職場でも家でもタスクが目白押しでツライ…嘆く男性の言い分
以前、講演会でこんな男性とお話をしました。
「ぼくは毎日夜遅くまで残業をしていてクタクタなんです。せめて家ではくつろいで過ごしたい。それなのに家に帰ったら家事や育児をやるべきだとアチコチで言われています。仕事をして、家族を養うためにお金を稼いで、その上で家事までやらされるなんて、不公平です」
この方は、心身ともにとても疲れ切っているように見えました。
そして、逃げられない男性の辛さをそこに感じました。
ジェンダー平等の課題が語られる中、ここ数年フィーチャーされてきたのが「男性学」。
ジェンダーの問題は女性が抱える生き辛さの問題であるだけでなく、男性が抱える生き苦しさの課題もあるのです。
その中のひとつに「男性には仕事を辞める選択肢がない」ということがあると言われています。

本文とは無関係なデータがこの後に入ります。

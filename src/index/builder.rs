use crossbeam::channel;
use rayon::prelude::*;
use std::collections::HashMap;
use std::fs;
use std::path::Path;
use std::sync::atomic::{AtomicBool, Ordering};
use std::sync::Arc;
use std::time::Instant;
use tracing::{debug, info, warn};

use super::assign::build_records;
use super::summary::{BuildSummary, FileFailure};
use crate::config::IndexerConfig;
use crate::error::{IndexError, Result, StoreError};
use crate::extract::{collect_literals, extract_scopes, ExtractOptions};
use crate::fingerprint::{content_hash, Fingerprinter};
use crate::parser::{SourceParser, TreeSitterParser};
use crate::scanner::SourceEnumerator;
use crate::storage::IndexStore;
use crate::types::{FileContribution, SourceFile};

// Deeply nested initializers recurse deeply in the lowering pass.
const WORKER_STACK_SIZE: usize = 16 * 1024 * 1024;

/// Build progress, reported from the aggregating thread in commit order.
#[derive(Debug, Clone, PartialEq)]
pub enum ProgressEvent {
    Started { files: usize },
    Indexed { path: String, records: usize },
    Unchanged { path: String },
    Failed(FileFailure),
    Saved,
}

/// Result of processing one file on a worker.
#[derive(Debug, Clone, PartialEq)]
pub enum FileOutcome {
    Indexed {
        contribution: FileContribution,
        literals: usize,
        filtered: usize,
    },
    Unchanged {
        path: String,
        size: u64,
    },
    Failed(FileFailure),
    Cancelled,
}

pub struct Indexer {
    config: IndexerConfig,
    parser: Arc<dyn SourceParser>,
    fingerprinter: Arc<dyn Fingerprinter>,
    options: ExtractOptions,
    settings_seed: u64,
    cancel: Arc<AtomicBool>,
}

impl Indexer {
    pub fn new(config: IndexerConfig) -> Self {
        let parser: Arc<dyn SourceParser> = Arc::new(TreeSitterParser::from_config(&config));
        let fingerprinter = config.hash.fingerprinter();
        let options = ExtractOptions::from_config(&config);
        let settings_seed = settings_seed(&config);
        Self {
            config,
            parser,
            fingerprinter,
            options,
            settings_seed,
            cancel: Arc::new(AtomicBool::new(false)),
        }
    }

    pub fn with_parser(mut self, parser: Arc<dyn SourceParser>) -> Self {
        self.parser = parser;
        self
    }

    pub fn with_fingerprinter(mut self, fingerprinter: Arc<dyn Fingerprinter>) -> Self {
        self.fingerprinter = fingerprinter;
        self
    }

    /// Share a cancellation flag with e.g. a signal handler.
    pub fn with_cancel_flag(mut self, cancel: Arc<AtomicBool>) -> Self {
        self.cancel = cancel;
        self
    }

    pub fn cancel_flag(&self) -> Arc<AtomicBool> {
        Arc::clone(&self.cancel)
    }

    /// Ask workers to stop before their next file.
    pub fn cancel(&self) {
        self.cancel.store(true, Ordering::SeqCst);
    }

    pub fn config(&self) -> &IndexerConfig {
        &self.config
    }

    /// Read, parse, extract and join one file. Pure with respect to the store.
    pub fn index_file(&self, file: &SourceFile, known_hash: Option<u64>) -> FileOutcome {
        if self.cancel.load(Ordering::Relaxed) {
            return FileOutcome::Cancelled;
        }

        let source = match fs::read(&file.path) {
            Ok(source) => source,
            Err(e) => {
                return FileOutcome::Failed(FileFailure::from_error(&file.path, &IndexError::io(&file.path, e)));
            }
        };
        let hash = content_hash(&source, self.settings_seed);
        if known_hash == Some(hash) {
            return FileOutcome::Unchanged {
                path: file.key(),
                size: source.len() as u64,
            };
        }

        let tree = match self.parser.parse(&file.path, &source) {
            Ok(tree) => tree,
            Err(e) => return FileOutcome::Failed(FileFailure::from_error(&file.path, &IndexError::Parse(e))),
        };
        if !tree.diagnostics.is_empty() {
            debug!(
                "{}: recovered from {} syntax error(s), first: {}",
                file.path.display(),
                tree.diagnostics.len(),
                tree.diagnostics[0]
            );
        }

        let scopes = extract_scopes(&tree, &self.options);
        let mut literals = collect_literals(&tree, &self.options);
        let collected = literals.len();
        if self.config.min_length > 0 {
            literals.retain(|literal| literal.value.len() >= self.config.min_length);
        }
        let filtered = collected - literals.len();

        let records = build_records(&scopes, &literals, self.fingerprinter.as_ref());
        FileOutcome::Indexed {
            contribution: FileContribution {
                path: file.key(),
                content_hash: hash,
                size: source.len() as u64,
                records,
            },
            literals: collected,
            filtered,
        }
    }

    /// Index every source file under `root` into `store`.
    ///
    /// Per-file failures are collected in the summary. A store error stops
    /// the workers and is returned; files committed before it stay committed.
    pub fn build(
        &self,
        root: impl AsRef<Path>,
        store: &mut dyn IndexStore,
        progress: &mut dyn FnMut(&ProgressEvent),
    ) -> Result<BuildSummary> {
        let started = Instant::now();
        if store.algorithm() != self.fingerprinter.name() {
            return Err(StoreError::AlgorithmMismatch {
                stored: store.algorithm().to_string(),
                requested: self.fingerprinter.name().to_string(),
            }
            .into());
        }

        let enumerator = SourceEnumerator::new(root.as_ref(), &self.config)?;
        let files: Vec<SourceFile> = enumerator.iter().collect();
        let known: HashMap<String, u64> = if self.config.force {
            HashMap::new()
        } else {
            store.indexed_files()?
        };

        let workers = self.config.worker_count();
        info!(
            "Indexing {} files under {} with {} workers (concatenation: {}, fingerprint: {})",
            files.len(),
            enumerator.root().display(),
            workers,
            self.config.concatenation.as_str(),
            self.fingerprinter.name()
        );

        let mut summary = BuildSummary::new(enumerator.root());
        summary.files_seen = files.len();
        progress(&ProgressEvent::Started { files: files.len() });

        let pool = rayon::ThreadPoolBuilder::new()
            .num_threads(workers)
            .stack_size(WORKER_STACK_SIZE)
            .thread_name(|i| format!("strdb-worker-{}", i))
            .build()
            .map_err(|e| IndexError::Config(format!("cannot start worker pool: {}", e)))?;

        let (sender, receiver) = channel::bounded::<FileOutcome>(workers * 2);
        let autosave = self.config.autosave_interval();
        let mut last_save = Instant::now();
        let mut store_error: Option<StoreError> = None;

        pool.in_place_scope(|scope| {
            let files = &files;
            let known = &known;
            scope.spawn(move |_| {
                files.par_iter().for_each_with(sender, |sender, file| {
                    let outcome = self.index_file(file, known.get(&file.key()).copied());
                    if outcome != FileOutcome::Cancelled {
                        // The receiver outlives every worker.
                        let _ = sender.send(outcome);
                    }
                });
            });

            // Single writer: every commit happens on this thread.
            for outcome in receiver.iter() {
                if store_error.is_some() {
                    continue;
                }
                let mut result = self.aggregate(outcome, store, &mut summary, progress);
                if result.is_ok() && autosave.is_some_and(|every| last_save.elapsed() >= every) {
                    result = store.flush();
                    last_save = Instant::now();
                    info!("Autosaved index ({} files so far)", summary.files_indexed);
                    progress(&ProgressEvent::Saved);
                }
                if let Err(e) = result {
                    warn!("Store failure, stopping workers: {}", e);
                    self.cancel();
                    store_error = Some(e);
                }
            }
        });

        if let Some(e) = store_error {
            return Err(e.into());
        }
        store.flush()?;

        summary.cancelled = self.cancel.load(Ordering::SeqCst);
        summary.elapsed = started.elapsed();
        summary.failures.sort_by(|a, b| a.path.cmp(&b.path));

        info!(
            "Indexed {} files ({} unchanged, {} failed) in {:.2?}: {} records, {:.1} files/s",
            summary.files_indexed,
            summary.files_unchanged,
            summary.files_failed(),
            summary.elapsed,
            summary.records_committed,
            summary.files_per_second()
        );
        Ok(summary)
    }

    fn aggregate(
        &self,
        outcome: FileOutcome,
        store: &mut dyn IndexStore,
        summary: &mut BuildSummary,
        progress: &mut dyn FnMut(&ProgressEvent),
    ) -> std::result::Result<(), StoreError> {
        match outcome {
            FileOutcome::Indexed {
                contribution,
                literals,
                filtered,
            } => {
                store.commit_file(&contribution)?;
                let records = contribution.records.len();
                debug!("Committed {} ({} records)", contribution.path, records);

                summary.files_indexed += 1;
                summary.literals_collected += literals;
                summary.literals_filtered += filtered;
                summary.records_committed += records;
                summary.bytes_read += contribution.size;
                progress(&ProgressEvent::Indexed {
                    path: contribution.path,
                    records,
                });
            }
            FileOutcome::Unchanged { path, size } => {
                summary.files_unchanged += 1;
                summary.bytes_read += size;
                progress(&ProgressEvent::Unchanged { path });
            }
            FileOutcome::Failed(failure) => {
                warn!("{}", failure);
                progress(&ProgressEvent::Failed(failure.clone()));
                summary.failures.push(failure);
            }
            FileOutcome::Cancelled => {}
        }
        Ok(())
    }
}

/// Seed for recorded file hashes. A file indexed under other extraction
/// settings never compares equal, so changing them re-indexes every file.
fn settings_seed(config: &IndexerConfig) -> u64 {
    let settings = format!(
        "concat={};lambdas={};min_length={}",
        config.concatenation.as_str(),
        config.include_lambdas,
        config.min_length
    );
    content_hash(settings.as_bytes(), 0)
}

学生時代を終えてから、定年を向かえるまで。男性は働き続けるというレールから基本的に逸脱することができません。
少なくとも今の風潮では男性が「ちょっと仕事辞めてパートでも」は珍しい存在とされます。
男は仕事をしていなくてはおかしい。そうした思い込みがあるためか、スーツ姿で夕方にスーパーで買い物をすることを恥ずかしかったり、エプロン姿で宅配便の受け取りをすることがを恥ずかしかったりする男性が一定数いるんだとか。
「この人は、仕事してるのかな? リストラされたのかな?」などと一瞬でも思われることへの恐れになったりしています。
(もちろん、昨今はテレワークも推進されたためか、男性が平日昼間にスーパーで買い物も珍しくなくなってきました。いい流れですよね)
こうした思い込みは、女性が料理が苦手、片付けが苦手など「家事育児ができない」と思われたら恥ずかしい、と無意識に思い込んでしまうのと似ています。本人にとっては「気にしなくていい」という言葉一つで払拭できるものでもないのかもしれません。
つまり何が言いたいかと言うと、日本で育つと無意識のうちに男性自身が「稼いでいること」を自分自身のアイデンティティにしていることがよくあるんです。
そして、それを「ふつう」「良かれ」とする社会があります。
「稼ぐ」という免罪符はいつか自分の首をしめることになる
「稼いでいること」が自分自身のアイデンティティになってしまうことの弊害は、いまの生き辛さにつながるだけでなく、生死にも関わってくる大問題だと思っています。大げさに言っているわけではありません。